• _WHAT IS NEEDED_
Could you show each line of the records that contains the word "WeaveConfig"?
START GIVEN ENTRIES
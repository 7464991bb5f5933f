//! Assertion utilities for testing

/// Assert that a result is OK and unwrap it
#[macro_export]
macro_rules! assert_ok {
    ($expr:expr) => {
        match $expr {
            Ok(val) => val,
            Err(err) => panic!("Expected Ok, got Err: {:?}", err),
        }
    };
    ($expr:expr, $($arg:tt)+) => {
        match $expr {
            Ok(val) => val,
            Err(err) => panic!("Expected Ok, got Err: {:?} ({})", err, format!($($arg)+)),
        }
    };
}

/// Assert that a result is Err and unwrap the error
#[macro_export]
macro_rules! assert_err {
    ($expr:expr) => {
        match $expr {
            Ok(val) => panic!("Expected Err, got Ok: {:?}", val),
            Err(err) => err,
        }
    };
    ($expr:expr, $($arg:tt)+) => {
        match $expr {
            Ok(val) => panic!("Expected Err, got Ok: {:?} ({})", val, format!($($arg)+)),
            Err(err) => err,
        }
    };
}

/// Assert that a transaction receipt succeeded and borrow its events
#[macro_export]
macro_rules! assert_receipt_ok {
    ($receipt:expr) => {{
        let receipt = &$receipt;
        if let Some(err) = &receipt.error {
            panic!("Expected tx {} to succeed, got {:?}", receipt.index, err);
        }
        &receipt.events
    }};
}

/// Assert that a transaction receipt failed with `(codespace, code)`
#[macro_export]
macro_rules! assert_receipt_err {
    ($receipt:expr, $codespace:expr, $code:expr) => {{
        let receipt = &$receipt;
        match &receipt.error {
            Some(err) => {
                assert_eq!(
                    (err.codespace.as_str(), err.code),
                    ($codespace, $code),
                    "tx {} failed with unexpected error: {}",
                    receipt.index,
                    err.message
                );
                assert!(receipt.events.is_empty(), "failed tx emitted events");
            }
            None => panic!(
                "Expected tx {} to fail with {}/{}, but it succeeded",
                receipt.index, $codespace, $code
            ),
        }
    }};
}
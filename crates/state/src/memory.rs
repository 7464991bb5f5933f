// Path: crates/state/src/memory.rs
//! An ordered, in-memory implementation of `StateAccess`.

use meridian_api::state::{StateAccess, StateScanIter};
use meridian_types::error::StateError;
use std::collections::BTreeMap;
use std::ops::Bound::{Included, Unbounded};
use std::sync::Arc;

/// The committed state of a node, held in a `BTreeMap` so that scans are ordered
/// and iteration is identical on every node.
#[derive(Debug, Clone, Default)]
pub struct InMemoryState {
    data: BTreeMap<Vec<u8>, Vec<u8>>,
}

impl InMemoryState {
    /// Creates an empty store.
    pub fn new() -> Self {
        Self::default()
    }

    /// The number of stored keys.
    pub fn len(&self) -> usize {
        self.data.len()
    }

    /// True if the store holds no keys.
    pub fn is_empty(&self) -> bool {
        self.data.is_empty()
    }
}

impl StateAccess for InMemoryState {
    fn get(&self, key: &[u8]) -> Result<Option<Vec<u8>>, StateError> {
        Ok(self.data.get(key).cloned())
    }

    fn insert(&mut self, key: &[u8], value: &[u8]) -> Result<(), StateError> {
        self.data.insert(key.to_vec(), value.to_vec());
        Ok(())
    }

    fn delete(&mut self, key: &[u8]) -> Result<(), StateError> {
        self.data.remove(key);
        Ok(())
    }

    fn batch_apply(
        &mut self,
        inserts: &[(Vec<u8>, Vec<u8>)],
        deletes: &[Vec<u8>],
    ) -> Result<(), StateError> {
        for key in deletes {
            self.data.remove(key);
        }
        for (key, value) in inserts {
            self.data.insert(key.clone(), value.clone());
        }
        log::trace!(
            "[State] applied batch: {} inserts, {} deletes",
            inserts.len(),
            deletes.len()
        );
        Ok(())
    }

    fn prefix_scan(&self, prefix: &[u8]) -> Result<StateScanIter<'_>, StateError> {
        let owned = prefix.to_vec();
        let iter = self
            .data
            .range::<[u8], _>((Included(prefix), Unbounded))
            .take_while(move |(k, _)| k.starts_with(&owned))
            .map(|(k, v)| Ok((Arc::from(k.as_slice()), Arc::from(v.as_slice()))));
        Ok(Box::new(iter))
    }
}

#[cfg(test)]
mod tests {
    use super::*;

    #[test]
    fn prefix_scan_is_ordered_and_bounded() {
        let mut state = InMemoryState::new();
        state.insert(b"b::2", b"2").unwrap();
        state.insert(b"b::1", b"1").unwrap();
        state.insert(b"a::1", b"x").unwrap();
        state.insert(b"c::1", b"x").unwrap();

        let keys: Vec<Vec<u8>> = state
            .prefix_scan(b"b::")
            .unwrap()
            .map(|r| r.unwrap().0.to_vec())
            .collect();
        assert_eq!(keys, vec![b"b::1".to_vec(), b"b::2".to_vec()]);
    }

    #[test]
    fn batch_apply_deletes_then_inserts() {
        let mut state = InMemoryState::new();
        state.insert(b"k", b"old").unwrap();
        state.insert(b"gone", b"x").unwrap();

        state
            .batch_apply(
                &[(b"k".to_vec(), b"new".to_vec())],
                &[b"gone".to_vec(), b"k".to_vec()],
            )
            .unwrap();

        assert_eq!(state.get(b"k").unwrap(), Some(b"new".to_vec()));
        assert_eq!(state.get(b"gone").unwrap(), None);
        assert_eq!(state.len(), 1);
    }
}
END GIVEN ENTRIES
START GIVEN ENTRIES
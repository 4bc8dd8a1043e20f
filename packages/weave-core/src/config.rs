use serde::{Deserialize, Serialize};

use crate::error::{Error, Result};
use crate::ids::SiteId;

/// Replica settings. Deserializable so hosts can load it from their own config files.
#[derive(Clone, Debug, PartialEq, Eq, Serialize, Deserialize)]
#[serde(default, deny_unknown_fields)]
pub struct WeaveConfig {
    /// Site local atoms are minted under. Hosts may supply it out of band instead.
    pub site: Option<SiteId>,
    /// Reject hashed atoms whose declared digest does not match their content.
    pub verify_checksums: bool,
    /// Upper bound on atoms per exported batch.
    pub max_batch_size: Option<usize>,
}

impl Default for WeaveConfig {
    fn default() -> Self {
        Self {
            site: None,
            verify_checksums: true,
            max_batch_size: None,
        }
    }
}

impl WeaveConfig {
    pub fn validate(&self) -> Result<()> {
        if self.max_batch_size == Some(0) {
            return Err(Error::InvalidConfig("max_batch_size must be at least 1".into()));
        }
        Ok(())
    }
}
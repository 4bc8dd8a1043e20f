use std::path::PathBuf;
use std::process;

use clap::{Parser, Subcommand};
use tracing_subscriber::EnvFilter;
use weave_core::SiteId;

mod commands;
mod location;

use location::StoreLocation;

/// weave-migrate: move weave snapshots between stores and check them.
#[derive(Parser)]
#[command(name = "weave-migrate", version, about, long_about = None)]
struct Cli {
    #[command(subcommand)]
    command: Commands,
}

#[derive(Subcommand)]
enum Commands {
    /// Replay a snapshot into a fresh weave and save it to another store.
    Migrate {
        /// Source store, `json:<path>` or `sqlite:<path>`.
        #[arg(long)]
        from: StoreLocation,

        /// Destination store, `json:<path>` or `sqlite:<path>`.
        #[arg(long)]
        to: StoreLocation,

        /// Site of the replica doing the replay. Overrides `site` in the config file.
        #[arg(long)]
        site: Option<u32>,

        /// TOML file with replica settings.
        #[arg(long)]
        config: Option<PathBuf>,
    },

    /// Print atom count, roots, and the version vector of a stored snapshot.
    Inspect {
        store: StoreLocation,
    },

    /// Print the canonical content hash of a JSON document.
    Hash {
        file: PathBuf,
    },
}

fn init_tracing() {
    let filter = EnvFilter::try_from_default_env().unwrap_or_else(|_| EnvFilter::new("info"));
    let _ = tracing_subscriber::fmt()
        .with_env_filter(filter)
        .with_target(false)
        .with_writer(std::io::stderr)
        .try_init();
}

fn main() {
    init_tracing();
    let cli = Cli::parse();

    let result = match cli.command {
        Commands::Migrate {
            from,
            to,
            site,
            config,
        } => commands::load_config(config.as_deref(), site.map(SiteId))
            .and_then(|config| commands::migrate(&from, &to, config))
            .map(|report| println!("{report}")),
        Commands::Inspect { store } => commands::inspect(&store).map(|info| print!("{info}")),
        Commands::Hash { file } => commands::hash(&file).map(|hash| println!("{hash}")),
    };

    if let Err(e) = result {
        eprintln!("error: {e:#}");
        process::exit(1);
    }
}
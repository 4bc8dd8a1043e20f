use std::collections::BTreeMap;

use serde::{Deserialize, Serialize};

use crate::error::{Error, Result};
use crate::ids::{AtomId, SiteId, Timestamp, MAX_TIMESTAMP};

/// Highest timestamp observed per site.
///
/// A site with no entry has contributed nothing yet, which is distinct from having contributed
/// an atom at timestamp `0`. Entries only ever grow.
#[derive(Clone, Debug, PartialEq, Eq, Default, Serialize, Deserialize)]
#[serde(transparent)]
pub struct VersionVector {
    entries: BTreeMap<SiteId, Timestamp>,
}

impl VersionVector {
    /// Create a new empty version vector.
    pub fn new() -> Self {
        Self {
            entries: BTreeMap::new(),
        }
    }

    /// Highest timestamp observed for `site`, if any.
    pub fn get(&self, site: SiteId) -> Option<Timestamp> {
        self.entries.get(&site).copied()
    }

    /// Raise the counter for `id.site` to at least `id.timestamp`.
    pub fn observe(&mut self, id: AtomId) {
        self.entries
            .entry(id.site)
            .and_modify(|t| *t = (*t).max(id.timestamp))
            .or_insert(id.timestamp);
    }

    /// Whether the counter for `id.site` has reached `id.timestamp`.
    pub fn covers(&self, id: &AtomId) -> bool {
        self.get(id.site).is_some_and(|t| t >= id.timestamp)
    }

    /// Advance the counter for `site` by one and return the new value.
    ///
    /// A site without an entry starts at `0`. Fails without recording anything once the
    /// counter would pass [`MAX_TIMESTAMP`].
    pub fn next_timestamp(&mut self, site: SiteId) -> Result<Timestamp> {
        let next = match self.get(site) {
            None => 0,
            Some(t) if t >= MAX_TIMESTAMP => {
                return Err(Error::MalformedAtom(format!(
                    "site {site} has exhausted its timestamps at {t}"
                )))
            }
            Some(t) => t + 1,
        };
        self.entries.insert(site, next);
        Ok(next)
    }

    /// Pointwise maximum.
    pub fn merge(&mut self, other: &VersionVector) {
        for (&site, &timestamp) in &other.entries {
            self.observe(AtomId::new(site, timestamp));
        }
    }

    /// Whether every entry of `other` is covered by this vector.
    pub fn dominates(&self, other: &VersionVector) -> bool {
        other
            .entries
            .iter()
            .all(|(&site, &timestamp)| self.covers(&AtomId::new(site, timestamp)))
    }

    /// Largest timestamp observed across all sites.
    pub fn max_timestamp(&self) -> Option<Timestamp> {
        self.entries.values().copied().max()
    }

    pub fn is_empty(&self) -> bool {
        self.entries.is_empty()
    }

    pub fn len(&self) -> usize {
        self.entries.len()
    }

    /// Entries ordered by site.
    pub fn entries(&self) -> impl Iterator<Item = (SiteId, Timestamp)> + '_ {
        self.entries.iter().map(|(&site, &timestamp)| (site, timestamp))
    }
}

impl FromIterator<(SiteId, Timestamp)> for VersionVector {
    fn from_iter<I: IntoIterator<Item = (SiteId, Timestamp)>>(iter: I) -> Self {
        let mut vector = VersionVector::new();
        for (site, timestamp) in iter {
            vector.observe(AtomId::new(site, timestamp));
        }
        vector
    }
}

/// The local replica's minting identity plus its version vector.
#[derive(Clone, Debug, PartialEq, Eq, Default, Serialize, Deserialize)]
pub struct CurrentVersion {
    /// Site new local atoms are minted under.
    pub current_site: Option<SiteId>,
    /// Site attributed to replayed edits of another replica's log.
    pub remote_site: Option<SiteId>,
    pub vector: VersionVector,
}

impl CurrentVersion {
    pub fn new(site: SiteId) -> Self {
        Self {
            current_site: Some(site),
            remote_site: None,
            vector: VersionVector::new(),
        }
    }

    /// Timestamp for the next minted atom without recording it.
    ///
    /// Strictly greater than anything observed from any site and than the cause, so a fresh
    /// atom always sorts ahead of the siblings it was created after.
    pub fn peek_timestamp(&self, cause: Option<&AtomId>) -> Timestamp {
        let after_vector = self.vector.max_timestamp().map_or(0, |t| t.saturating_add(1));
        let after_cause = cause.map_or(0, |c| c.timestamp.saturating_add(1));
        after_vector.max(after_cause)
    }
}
END GIVEN ENTRIES
• _ANSWER TO THIS EXERCISE_
pub struct WeaveConfig {
impl Default for WeaveConfig {
impl WeaveConfig {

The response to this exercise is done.